Given entries START
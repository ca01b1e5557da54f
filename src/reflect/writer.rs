use crate::reflect::value::{ObjectValue, Value};

/// Render a value tree with the exact export text format.
///
/// The format is contractual, not generic pretty-printing: downstream tooling
/// diffs export runs textually, so structurally-equal output must stay
/// byte-identical. Tab indentation per nesting level, empty containers inline,
/// a comma immediately after every non-last element, `"key": value` entries.
pub fn write_document(value: &Value) -> String {
	let mut writer = DocumentWriter {
		out: String::new(),
		indent: 0,
	};
	writer.write_value(value);
	writer.out
}

struct DocumentWriter {
	out: String,
	indent: usize,
}

impl DocumentWriter {
	fn write_value(&mut self, value: &Value) {
		match value {
			Value::Null => self.out.push_str("null"),
			Value::Bool(flag) => self.out.push_str(if *flag { "true" } else { "false" }),
			Value::Number(number) => self.write_number(*number),
			Value::String(text) => self.write_string(text),
			Value::Array(elements) => self.write_array(elements),
			Value::Object(object) => self.write_object(object),
		}
	}

	fn write_number(&mut self, number: f64) {
		if number.is_finite() {
			// Shortest decimal form that re-parses to the same double.
			self.out.push_str(&format!("{number}"));
		} else {
			self.out.push_str("null");
		}
	}

	fn write_string(&mut self, text: &str) {
		self.out.push('"');
		for ch in text.chars() {
			match ch {
				'\\' => self.out.push_str("\\\\"),
				'"' => self.out.push_str("\\\""),
				'\n' => self.out.push_str("\\n"),
				'\t' => self.out.push_str("\\t"),
				'\u{0008}' => self.out.push_str("\\b"),
				'\u{000c}' => self.out.push_str("\\f"),
				'\r' => self.out.push_str("\\r"),
				ch if (ch as u32) < 0x20 => self.out.push_str(&format!("\\u{:04x}", ch as u32)),
				ch => self.out.push(ch),
			}
		}
		self.out.push('"');
	}

	fn write_array(&mut self, elements: &[Value]) {
		if elements.is_empty() {
			self.out.push_str("[]");
			return;
		}

		self.out.push('[');
		self.indent += 1;
		for (index, element) in elements.iter().enumerate() {
			if index > 0 {
				self.out.push(',');
			}
			self.newline_indent();
			self.write_value(element);
		}
		self.indent -= 1;
		self.newline_indent();
		self.out.push(']');
	}

	fn write_object(&mut self, object: &ObjectValue) {
		if object.is_empty() {
			self.out.push_str("{}");
			return;
		}

		self.out.push('{');
		self.indent += 1;
		for (index, (key, value)) in object.iter().enumerate() {
			if index > 0 {
				self.out.push(',');
			}
			self.newline_indent();
			self.write_string(key);
			self.out.push_str(": ");
			self.write_value(value);
		}
		self.indent -= 1;
		self.newline_indent();
		self.out.push('}');
	}

	fn newline_indent(&mut self) {
		self.out.push('\n');
		for _ in 0..self.indent {
			self.out.push('\t');
		}
	}
}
Given entries END
• **Assigned task**
Wherever a line of the records above contains the string "number", copy that line out.

• **Response**
			Value::Number(number) => self.write_number(*number),
	fn write_number(&mut self, number: f64) {
		if number.is_finite() {
			self.out.push_str(&format!("{number}"));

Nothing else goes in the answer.